Young’s Spotify page no longer displayed his studio albums. And happened after Young on Tuesday January 25 published and then removed a letter on his website that said Spotify “can have Rogan or Young. Not both.” Young’s reasons was that the streaming App is providing a platform for popular podcast host Joe Rogan to spread COVID-19 vaccine misinformation.
Spotify has said it “regrets” a decision by Neil Young to remove his tracks from the platform over the spread of COVID misinformation.
In a statement on Wednesday, Spotify said it regretted Young’s decision to request the removal of his music “but hope to welcome him back soon”.
“Spotify has become the home of life-threatening COVID misinformation,” Young said on his website. “Lies being sold for money.”

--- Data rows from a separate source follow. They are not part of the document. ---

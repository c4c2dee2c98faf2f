//! Common types shared across the planner

pub mod error;
pub mod robot;
pub mod types;

pub use error::{PlannerError, PlannerResult};
pub use robot::{CarLikeRobot, LimoBot};
pub use types::{Command, Obstacle, State};
use crate::engine::Emulator;
use crate::logging::LOG_DIR_ENV;
use crate::model::{InputKind, LaunchOptions, OutputKind, StopCondition};
use crate::orchestrator;
use crate::session::Session;
use anyhow::Result;
use clap::{Args, Parser, Subcommand};
use std::fs::File;
use std::path::PathBuf;
use std::time::Duration;

#[derive(Debug, Parser, Clone)]
#[command(
    name = "vemulator-cli",
    version,
    about = "Command line launcher for the VE.Direct protocol emulator"
)]
pub struct Cli {
    /// If set, logs are displayed on standard error as well as stored in log files.
    /// If not set, logs are only stored in log files
    #[arg(long, global = true)]
    pub verbose: bool,

    /// If set, logs include debug information
    #[arg(long, global = true)]
    pub debug: bool,

    /// Directory the log files are written to
    #[arg(long, global = true, env = LOG_DIR_ENV)]
    pub log_dir: Option<PathBuf>,

    #[command(subcommand)]
    pub command: Command,
}

#[derive(Debug, Subcommand, Clone)]
pub enum Command {
    /// Run the emulator with the given parameters
    Emulate(EmulateArgs),
}

#[derive(Debug, Args, Clone)]
pub struct EmulateArgs {
    /// The config file to be used by the emulator
    #[arg(long, value_parser = existing_readable_file)]
    pub config: PathBuf,

    /// The input path or serial port from which hex requests are read
    #[arg(long)]
    pub input: Option<String>,

    /// The type of input source provided
    #[arg(long, value_enum, default_value_t = InputKind::Serial)]
    pub input_type: InputKind,

    /// The output path or serial port to which the emulator output is written
    #[arg(long)]
    pub output: Option<String>,

    /// The type of output destination provided
    #[arg(long, value_enum, default_value_t = OutputKind::Serial)]
    pub output_type: OutputKind,

    /// The delay in seconds between text protocol messages
    #[arg(long, default_value_t = 1.0, value_parser = non_negative_seconds)]
    pub delay: f64,

    /// Determine when the emulation process terminates
    #[arg(long, value_enum, default_value_t = StopCondition::Text)]
    pub stop_condition: StopCondition,

    /// The bit error rate for text protocol messages, between 0.0 and 1.0
    #[arg(long, default_value_t = 0.0, value_parser = unit_interval)]
    pub bit_error_rate: f64,

    /// Generate scenario values on the intervals set in the config file, each
    /// scenario independently. Value order is then no longer deterministic
    #[arg(long)]
    pub timed: bool,
}

fn existing_readable_file(s: &str) -> Result<PathBuf, String> {
    let path = PathBuf::from(s);
    if !path.is_file() {
        return Err(format!("file '{s}' does not exist"));
    }
    File::open(&path).map_err(|e| format!("file '{s}' is not readable: {e}"))?;
    Ok(path)
}

fn parse_float(s: &str) -> Result<f64, String> {
    s.parse::<f64>()
        .map_err(|_| format!("'{s}' is not a valid floating point number"))
}

fn non_negative_seconds(s: &str) -> Result<f64, String> {
    let v = parse_float(s)?;
    Duration::try_from_secs_f64(v)
        .map_err(|_| format!("{s} is not a non-negative number of seconds"))?;
    Ok(v)
}

fn unit_interval(s: &str) -> Result<f64, String> {
    let v = parse_float(s)?;
    if !(0.0..=1.0).contains(&v) {
        return Err(format!("{s} is not in the range 0.0 to 1.0"));
    }
    Ok(v)
}

/// Build `LaunchOptions` from `emulate` arguments.
pub fn build_launch_options(args: &EmulateArgs) -> LaunchOptions {
    LaunchOptions {
        config_path: args.config.clone(),
        input_locator: args.input.clone(),
        input_kind: args.input_type,
        output_locator: args.output.clone(),
        output_kind: args.output_type,
        message_delay: args.delay,
        stop_condition: args.stop_condition,
        bit_error_rate: args.bit_error_rate,
        timed: args.timed,
    }
}

pub async fn run(args: Cli) -> Result<()> {
    let session = Session::initialize(module_path!(), args.verbose, args.debug, args.log_dir.clone());

    match &args.command {
        Command::Emulate(emulate) => {
            let options = build_launch_options(emulate);
            let mut engine = Emulator::new();
            if let Err(e) = orchestrator::launch(&session, options, &mut engine).await {
                let e = anyhow::Error::new(e);
                tracing::error!("emulation aborted: {e:#}");
                return Err(e);
            }
        }
    }
    Ok(())
}

#[cfg(test)]
mod tests {
    use super::*;
    use clap::error::ErrorKind;
    use proptest::prelude::*;

    fn parse(config: &tempfile::NamedTempFile, extra: &[&str]) -> Result<Cli, clap::Error> {
        let config = config.path().to_str().unwrap().to_string();
        let mut argv = vec!["vemulator-cli", "emulate", "--config", config.as_str()];
        argv.extend_from_slice(extra);
        Cli::try_parse_from(argv)
    }

    fn emulate(cli: Cli) -> EmulateArgs {
        match cli.command {
            Command::Emulate(args) => args,
        }
    }

    #[test]
    fn defaults_match_documented_values() {
        let config = tempfile::NamedTempFile::new().unwrap();
        let cli = parse(&config, &[]).unwrap();
        assert!(!cli.verbose);
        assert!(!cli.debug);

        let opts = build_launch_options(&emulate(cli));
        assert_eq!(opts.config_path, config.path());
        assert_eq!(opts.input_kind, InputKind::Serial);
        assert_eq!(opts.output_kind, OutputKind::Serial);
        assert_eq!(opts.input_locator, None);
        assert_eq!(opts.output_locator, None);
        assert_eq!(opts.message_delay, 1.0);
        assert_eq!(opts.stop_condition, StopCondition::Text);
        assert_eq!(opts.bit_error_rate, 0.0);
        assert!(!opts.timed);
    }

    #[test]
    fn translates_every_option() {
        let config = tempfile::NamedTempFile::new().unwrap();
        let cli = parse(
            &config,
            &[
                "--input-type",
                "file",
                "--input",
                "in.txt",
                "--output-type",
                "standard",
                "--delay",
                "0.1",
                "--stop-condition",
                "text-hex",
                "--bit-error-rate",
                "0.04",
                "--timed",
            ],
        )
        .unwrap();

        let opts = build_launch_options(&emulate(cli));
        assert_eq!(opts.input_kind, InputKind::File);
        assert_eq!(opts.input_locator.as_deref(), Some("in.txt"));
        assert_eq!(opts.output_kind, OutputKind::Standard);
        assert_eq!(opts.message_delay, 0.1);
        assert_eq!(opts.stop_condition, StopCondition::TextHex);
        assert_eq!(opts.bit_error_rate, 0.04);
        assert!(opts.timed);
    }

    #[test]
    fn global_flags_are_accepted_on_either_side() {
        let config = tempfile::NamedTempFile::new().unwrap();
        let path = config.path().to_str().unwrap();

        let before = Cli::try_parse_from([
            "vemulator-cli", "--verbose", "--debug", "emulate", "--config", path,
        ])
        .unwrap();
        assert!(before.verbose && before.debug);

        let after =
            Cli::try_parse_from(["vemulator-cli", "emulate", "--config", path, "--verbose"]).unwrap();
        assert!(after.verbose && !after.debug);
    }

    #[test]
    fn config_is_required_and_must_exist() {
        let missing = Cli::try_parse_from(["vemulator-cli", "emulate"]).unwrap_err();
        assert_eq!(missing.kind(), ErrorKind::MissingRequiredArgument);

        let dir = tempfile::tempdir().unwrap();
        let absent = dir.path().join("absent.yaml");
        let err = Cli::try_parse_from([
            "vemulator-cli",
            "emulate",
            "--config",
            absent.to_str().unwrap(),
        ])
        .unwrap_err();
        assert_eq!(err.kind(), ErrorKind::ValueValidation);

        let err = Cli::try_parse_from([
            "vemulator-cli",
            "emulate",
            "--config",
            dir.path().to_str().unwrap(),
        ])
        .unwrap_err();
        assert_eq!(err.kind(), ErrorKind::ValueValidation);
    }

    #[test]
    fn unknown_choices_are_rejected() {
        let config = tempfile::NamedTempFile::new().unwrap();
        for extra in [
            ["--input-type", "standard"],
            ["--output-type", "socket"],
            ["--stop-condition", "never"],
        ] {
            let err = parse(&config, &extra).unwrap_err();
            assert_eq!(err.kind(), ErrorKind::InvalidValue, "{extra:?}");
        }
    }

    #[test]
    fn negative_delay_is_rejected() {
        let config = tempfile::NamedTempFile::new().unwrap();
        let err = parse(&config, &["--delay=-1"]).unwrap_err();
        assert_eq!(err.kind(), ErrorKind::ValueValidation);
        assert!(parse(&config, &["--delay", "0"]).is_ok());
    }

    #[test]
    fn delay_beyond_duration_range_is_rejected() {
        let config = tempfile::NamedTempFile::new().unwrap();
        for delay in ["1e300", "inf", "NaN"] {
            let err = parse(&config, &["--delay", delay]).unwrap_err();
            assert_eq!(err.kind(), ErrorKind::ValueValidation, "{delay}");
        }
        let cli = parse(&config, &["--delay", "1e19"]).unwrap();
        assert_eq!(emulate(cli).delay, 1e19);
    }

    proptest! {
        #[test]
        fn bit_error_rate_inside_unit_interval_is_accepted(rate in 0.0f64..=1.0) {
            let config = tempfile::NamedTempFile::new().unwrap();
            let arg = format!("--bit-error-rate={rate}");
            let cli = parse(&config, &[arg.as_str()]).unwrap();
            prop_assert_eq!(emulate(cli).bit_error_rate, rate);
        }

        #[test]
        fn bit_error_rate_outside_unit_interval_is_rejected(
            rate in prop_oneof![-1.0e6f64..-1.0e-9, 1.000_001f64..1.0e6]
        ) {
            let config = tempfile::NamedTempFile::new().unwrap();
            let arg = format!("--bit-error-rate={rate}");
            let err = parse(&config, &[arg.as_str()]).unwrap_err();
            prop_assert_eq!(err.kind(), ErrorKind::ValueValidation);
        }
    }
}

Spotify said it tried to achieve balance and had removed over 20,000 podcast episodes related to coronavirus since the start of the pandemic.
“We want all the world’s music and audio content to be available to Spotify users,” the company said in a statement.
“With that comes great responsibility in balancing both safety for listeners and freedom for creators.”
The musician said many of Spotify’s listeners are listening to misleading information about COVID-19 and vaccines, and adding that some listeners are young and “impressionable and easy to swing to the wrong side of the truth”.
“These young people believe Spotify would never present grossly unfactual information,” he said. “They unfortunately are wrong. I knew I had to try to point that out.”
Spotify acquired The Joe Rogan podcast in 2020, reportedly for more than $100 million.
And it has since grown to be the top-rated podcast on the platform.
Joe, Rogan, a comedian and actor, signed an exclusive podcast deal with Spotify in 2020 and his show is the most popular on Spotify.
Spotify in the past has defended Rogan including after an episode that featured the conspiracy theorist Alex Jones in 2020. “We want creators to create,” Daniel Ek, the chief executive and co-founder of Spotify, The Financial Times reported then. “It’s what they do best. We’re not looking to play a role in what they should say.”